At this point, Bickerton’s beautiful Balinese wife Cherry (who happens to be the model in many of his recent works) walks in and hands him a bracelet. He says his son found the wooden beads at a Xavier Rudd concert and his mother-in-law had restrung them for him. Marcia, all smiles, then returns with a chicken burger the size of Ruby’s slobbering head and a tray full of vibrantly coloured juices.

“Want a bite?” Ashley asks me, thrusting the gnawed snack toward my face, as the conversation turns back to those lofty New York days.

“I was hanging out with Basquiat just days before he died. He had a missing tooth. He kept drinking what I thought was iced tea but they were actually Long Island Iced Teas and he kept putting his whole mouth around the glass,” he says, as if shoving a tumbler down his throat with both hands, “turning them upside down. And he was walking around with his arm around me going: ‘I love your work. I love your work. I love those basketball tanks.’ I’m going: ‘That’s not me. That’s the other guy.’” Basquiat was referring to Jeff Koons’s “Three Ball Total Equilibrium Tank”.

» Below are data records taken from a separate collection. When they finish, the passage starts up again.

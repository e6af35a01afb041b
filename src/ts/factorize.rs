//! 迁移系统的并发分解：把 TS 拆分为字母表互不相交、相互独立的因子，
//! 使得原系统同构于各因子的交错积。
//!
//! 两个标签 `a`、`b` 独立当且仅当在每个可达状态上它们互不影响使能性，
//! 且同时使能时两种交错顺序闭合为菱形。依赖关系的连通分量即为因子的字母表。
use indexmap::IndexSet;
use petgraph::unionfind::UnionFind;

use crate::ts::{StateId, TransitionSystem};

/// One factor of a decomposed transition system.
#[derive(Debug, Clone)]
pub struct Factor {
    pub ts: TransitionSystem,
    pub labels: Vec<String>,
    /// Maps every state of the composite system (by index) to its factor state.
    projection: Vec<StateId>,
}

impl Factor {
    pub fn project(&self, state: StateId) -> StateId {
        self.projection[state.index()]
    }

    pub fn contains_label(&self, label: &str) -> bool {
        self.labels.iter().any(|l| l == label)
    }
}

#[derive(Debug, Clone)]
pub struct Factorization {
    pub factors: Vec<Factor>,
}

impl Factorization {
    pub fn factor_of_label(&self, label: &str) -> Option<&Factor> {
        self.factors.iter().find(|factor| factor.contains_label(label))
    }
}

/// Splits `ts` into at least two independent factors, if possible.
///
/// Only deterministic, totally reachable systems are considered; anything else
/// yields `None`.
pub fn factorize(ts: &TransitionSystem) -> Option<Factorization> {
    if !ts.is_deterministic() || !ts.is_totally_reachable() {
        return None;
    }
    let alphabet = ts.alphabet();
    if alphabet.len() < 2 {
        return None;
    }

    let mut dependency = UnionFind::<usize>::new(alphabet.len());
    for (i, a) in alphabet.iter().enumerate() {
        for (j, b) in alphabet.iter().enumerate().skip(i + 1) {
            if !independent(ts, a, b) {
                dependency.union(i, j);
            }
        }
    }

    let mut groups: Vec<Vec<String>> = Vec::new();
    let mut roots: IndexSet<usize> = IndexSet::new();
    for (i, label) in alphabet.iter().enumerate() {
        let (root, _) = roots.insert_full(dependency.find(i));
        if root == groups.len() {
            groups.push(Vec::new());
        }
        groups[root].push(label.clone());
    }
    if groups.len() < 2 {
        return None;
    }

    let factors = groups
        .into_iter()
        .map(|labels| build_factor(ts, labels))
        .collect::<Vec<_>>();

    let product_states: usize = factors.iter().map(|f| f.ts.state_count()).product();
    if product_states != ts.state_count() {
        return None;
    }
    let product_arcs: usize = factors
        .iter()
        .map(|f| f.ts.arc_count() * product_states / f.ts.state_count())
        .sum();
    if product_arcs != ts.arc_count() || factors.iter().any(|f| !f.ts.is_deterministic()) {
        return None;
    }

    log::debug!(
        "factorised transition system into {} factors: {:?}",
        factors.len(),
        factors.iter().map(|f| &f.labels).collect::<Vec<_>>()
    );
    Some(Factorization { factors })
}

fn independent(ts: &TransitionSystem, a: &str, b: &str) -> bool {
    for state in ts.states() {
        let after_a = ts.successor(state, a);
        let after_b = ts.successor(state, b);
        // firing one label must not change the enabledness of the other
        if let Some(next) = after_a {
            if ts.is_enabled(state, b) != ts.is_enabled(next, b) {
                return false;
            }
        }
        if let Some(next) = after_b {
            if ts.is_enabled(state, a) != ts.is_enabled(next, a) {
                return false;
            }
        }
        if let (Some(sa), Some(sb)) = (after_a, after_b) {
            match (ts.successor(sa, b), ts.successor(sb, a)) {
                (Some(left), Some(right)) if left == right => {}
                _ => return false,
            }
        }
    }
    true
}

fn build_factor(ts: &TransitionSystem, labels: Vec<String>) -> Factor {
    let mut classes = UnionFind::<usize>::new(ts.state_count());
    for arc in ts.arcs() {
        if !labels.iter().any(|l| l == arc.label) {
            classes.union(arc.source.index(), arc.target.index());
        }
    }

    let initial_root = classes.find(ts.initial().index());
    let mut factor_ts = TransitionSystem::new(ts.state_name(ts.initial()));
    let mut by_root: Vec<Option<StateId>> = vec![None; ts.state_count()];
    by_root[initial_root] = Some(factor_ts.initial());
    for state in ts.reachable_states() {
        let root = classes.find(state.index());
        if by_root[root].is_none() {
            by_root[root] = Some(factor_ts.add_state(ts.state_name(state)));
        }
    }

    let projection = ts
        .states()
        .map(|state| {
            by_root[classes.find(state.index())].unwrap_or_else(|| factor_ts.initial())
        })
        .collect::<Vec<_>>();

    let mut seen = IndexSet::new();
    for arc in ts.arcs() {
        if !labels.iter().any(|l| l == arc.label) {
            continue;
        }
        let source = projection[arc.source.index()];
        let target = projection[arc.target.index()];
        if seen.insert((source, arc.label.to_string(), target)) {
            factor_ts.add_arc(source, arc.label, target);
        }
    }
    for label in &labels {
        if let Some(location) = ts.location(label) {
            factor_ts.set_location(label.as_str(), location);
        }
    }

    Factor {
        ts: factor_ts,
        labels,
        projection,
    }
}

#[cfg(test)]
mod tests {
    use super::*;

    /// Interleaving of the cycles `a b` and `c`.
    fn product() -> TransitionSystem {
        let mut ts = TransitionSystem::new("00");
        ts.add_arc_named("00", "a", "10");
        ts.add_arc_named("10", "b", "00");
        ts.add_arc_named("01", "a", "11");
        ts.add_arc_named("11", "b", "01");
        ts.add_arc_named("00", "c", "01");
        ts.add_arc_named("01", "c", "00");
        ts.add_arc_named("10", "c", "11");
        ts.add_arc_named("11", "c", "10");
        ts
    }

    #[test]
    fn splits_independent_components() {
        let ts = product();
        let factorization = factorize(&ts).expect("product should factorise");
        assert_eq!(factorization.factors.len(), 2);
        let ab = factorization.factor_of_label("a").unwrap();
        assert_eq!(ab.labels, vec!["a".to_string(), "b".to_string()]);
        assert_eq!(ab.ts.state_count(), 2);
        let c = factorization.factor_of_label("c").unwrap();
        assert_eq!(c.ts.state_count(), 2);
        let s11 = ts.state("11").unwrap();
        assert_ne!(ab.project(s11), ab.project(ts.initial()));
    }

    #[test]
    fn sequential_word_does_not_factorise() {
        let mut ts = TransitionSystem::new("s0");
        ts.add_arc_named("s0", "a", "s1");
        ts.add_arc_named("s1", "b", "s2");
        assert!(factorize(&ts).is_none());
    }
}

Within a minute Bickerton’s burger is devoured. “I want another one,” he says. “It’s not that I drank that much last night, just that I haven’t drunk in a while.”

We talk a little about the shindig in question and I notice half a bottle of Absolut on the table behind him. He says that not a single photograph was taken among the artists and intellectuals in attendance. We share the opinion that living life (and interacting with art) through the lens of a camera or a smartphone is a crying shame.

Reluctantly throwing the soiled burger wrapper away after seeming to contemplate its crumpled emptiness for a few seconds, he brings up a live surf camera on the Mac to check the swell at his favourite beach. A wild storm is brewing overhead; leaves outside swirl and dip in the wind.

“I’m meant to be meeting Paul Theroux tomorrow,” he says of the legendary writer, author of The Great Railway Bazaar. “But it’s complicated. The surf is going to be huge.”